I’ve had people refer to my daughter, Tessa, as a “Downs child” or that “Down syndrome girl,” instead of referring to her as a child with Down syndrome. When people say “Downs child,” we feel that automatically defines her. When in reality, her extra chromosome is a small part of the bigger picture. 

By encouraging others to use people-first language, it’s my sincere hope we can look past a diagnosis and recognize people for who they are — people with names, hobbies, talents and feelings like my daughter.

My name is Tessa.


I was born with Down syndrome. I am not Down syndrome. I am not identified by my extra chromosome.

My name is Tessa. I am not a “Downs kid” or “that Down syndrome girl.” I am a person…with one big beating heart.


My name is Tessa. I have feelings and emotions just like you. I am expressive. I have good days and I have bad days. Sound familiar?

My name is Tessa. I am complex and beautiful. I am simple and sweet. I am way more than you think you know.
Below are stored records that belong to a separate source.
//! # Name resolution
//!
//! [`Resolver`] turns free text typed by a user into a single [`CatalogEntry`]. Matching happens in tiers, and the
//! first tier that yields an entry passing the [`PublicationFilter`] wins:
//!
//! 1. A leading number is tried as an entity id.
//! 2. A leading abbreviation is expanded via the [`ShortcutTable`]. This only rewrites the query.
//! 3. Every query word appears as a whole word in the name (quotes ignored).
//! 4. The name starts with the query.
//! 5. The name ends with the query.
//! 6. The name contains the query.
//! 7. The best fuzzy match, if a [`FuzzyIndex`] is available. Results from this tier are flagged as guesses.
//!
//! Among the survivors of a tier the shortest name wins, since longer names tend to be variants of the intended
//! "base" entity. Equal lengths are decided by the lowest id.
//!
//! If tiers 3-7 find nothing and the query contains quote characters, the tiers are run once more with the quotes
//! removed from both the query and the catalog names.
mod fuzzy;
mod result;
mod text;
mod tiers;

use futures_util::future::join_all;
pub use fuzzy::{FuzzyIndex, FuzzyMatch, NameIndex};
use log::*;
use pricebot_common::helpers::squash_whitespace;
pub use result::ResolutionResult;
pub use text::{leading_id, strip_quotes};
pub use tiers::{shortest_name, CatalogView, Tier};

use crate::{
    catalog::{CatalogEntry, CatalogSnapshot, Category},
    shortcuts::ShortcutTable,
    traits::PublicationFilter,
};

pub struct Resolver<P> {
    shortcuts: ShortcutTable,
    filter: P,
    fuzzy_enabled: bool,
}

impl<P> std::fmt::Debug for Resolver<P> {
    fn fmt(&self, f: &mut std::fmt::Formatter<'_>) -> std::fmt::Result {
        write!(f, "Resolver({} shortcuts, fuzzy: {})", self.shortcuts.len(), self.fuzzy_enabled)
    }
}

impl<P> Resolver<P> {
    pub fn new(shortcuts: ShortcutTable, filter: P) -> Self {
        Self { shortcuts, filter, fuzzy_enabled: true }
    }

    /// Turn the fuzzy fallback on or off for [`Resolver::resolve_in`].
    pub fn with_fuzzy_matching(mut self, enabled: bool) -> Self {
        self.fuzzy_enabled = enabled;
        self
    }

    pub fn shortcuts(&self) -> &ShortcutTable {
        &self.shortcuts
    }

    pub fn filter(&self) -> &P {
        &self.filter
    }
}

impl<P> Resolver<P>
where P: PublicationFilter
{
    /// Resolve `input` against one category of a catalog snapshot, using the snapshot's fuzzy index when fuzzy
    /// matching is enabled.
    pub async fn resolve_in(&self, input: &str, snapshot: &CatalogSnapshot, category: Category) -> ResolutionResult {
        let fuzzy = if self.fuzzy_enabled { snapshot.fuzzy_index(category) } else { None };
        self.resolve(input, snapshot.entries(category), fuzzy.map(|f| f as &dyn FuzzyIndex)).await
    }

    /// Resolve `input` against `catalog`.
    ///
    /// Blank input gives an empty result that is not a guess. Input that matches nothing gives an empty result that
    /// *is* a guess.
    pub async fn resolve(
        &self,
        input: &str,
        catalog: &[CatalogEntry],
        fuzzy: Option<&dyn FuzzyIndex>,
    ) -> ResolutionResult {
        let query = squash_whitespace(input);
        if query.is_empty() {
            trace!("🔎️ Blank input, nothing to resolve");
            return ResolutionResult::empty(false);
        }
        if let Some(result) = self.match_id(&query, catalog).await {
            return result;
        }
        let expanded = self.shortcuts.expand(&query);
        if let Some(result) = self.match_tiered(&expanded, &CatalogView::plain(catalog), fuzzy).await {
            return result;
        }
        let stripped = squash_whitespace(&strip_quotes(&expanded));
        if stripped != expanded && !stripped.is_empty() {
            debug!("🔎️ No match for '{expanded}', retrying as '{stripped}'");
            if let Some(result) = self.match_tiered(&stripped, &CatalogView::quote_stripped(catalog), fuzzy).await {
                return result;
            }
        }
        debug!("🔎️ Nothing matches '{query}'");
        ResolutionResult::empty(true)
    }

    async fn match_id(&self, query: &str, catalog: &[CatalogEntry]) -> Option<ResolutionResult> {
        let id = leading_id(query)?;
        let candidates = catalog.iter().filter(|e| e.id == id && e.has_name()).collect::<Vec<_>>();
        let survivors = self.published(candidates).await;
        match shortest_name(survivors) {
            Some(entry) => {
                debug!("🔎️ '{query}' resolved by id to {entry}");
                Some(ResolutionResult::by_id(entry.clone()))
            },
            None => {
                trace!("🔎️ '{query}' looks like an id, but no published entity has id {id}");
                None
            },
        }
    }

    /// Run the text tiers and the fuzzy fallback over `view`, without any retry.
    async fn match_tiered(
        &self,
        query: &str,
        view: &CatalogView<'_>,
        fuzzy: Option<&dyn FuzzyIndex>,
    ) -> Option<ResolutionResult> {
        for tier in Tier::STRUCTURAL {
            let candidates = view.candidates(tier, query);
            if candidates.is_empty() {
                continue;
            }
            let count = candidates.len();
            let survivors = self.published(candidates).await;
            trace!("🔎️ {tier} tier: {} of {count} candidates for '{query}' are published", survivors.len());
            if let Some(entry) = shortest_name(survivors) {
                debug!("🔎️ '{query}' resolved to {entry} by the {tier} tier");
                return Some(ResolutionResult::matched(entry.clone()));
            }
        }
        let best = fuzzy.and_then(|index| index.best(query))?;
        let survivors = self.published(vec![best.entry]).await;
        let entry = survivors.into_iter().next()?;
        debug!("🔎️ '{query}' guessed as {entry} (score {})", best.score);
        Some(ResolutionResult::guessed(entry.clone()))
    }

    /// Check every candidate concurrently, keeping those that are published. Lookup failures drop the candidate.
    async fn published<'a>(&self, candidates: Vec<&'a CatalogEntry>) -> Vec<&'a CatalogEntry> {
        let checks = join_all(candidates.iter().map(|entry| self.filter.is_published(entry))).await;
        candidates
            .into_iter()
            .zip(checks)
            .filter_map(|(entry, check)| match check {
                Ok(true) => Some(entry),
                Ok(false) => {
                    trace!("🔎️ {entry} is not published");
                    None
                },
                Err(e) => {
                    warn!("🔎️ Dropping candidate {entry}. {e}");
                    None
                },
            })
            .collect()
    }
}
My name is Tessa. I am not special because of my chromosomes. I am not a mistake. I was perfectly created to be me.

My name is Tessa. I am smart. I am funny. I am capable. I am not suffering. I am strong.


My name is Tessa. I have family who loves me. I am accepted, not judged, by my friends.

My name is Tessa. I am not a punching bag for the narrow-minded. I am a positive influence in this world. I have a lot to offer.


My name is Tessa. And that is what I like to be called.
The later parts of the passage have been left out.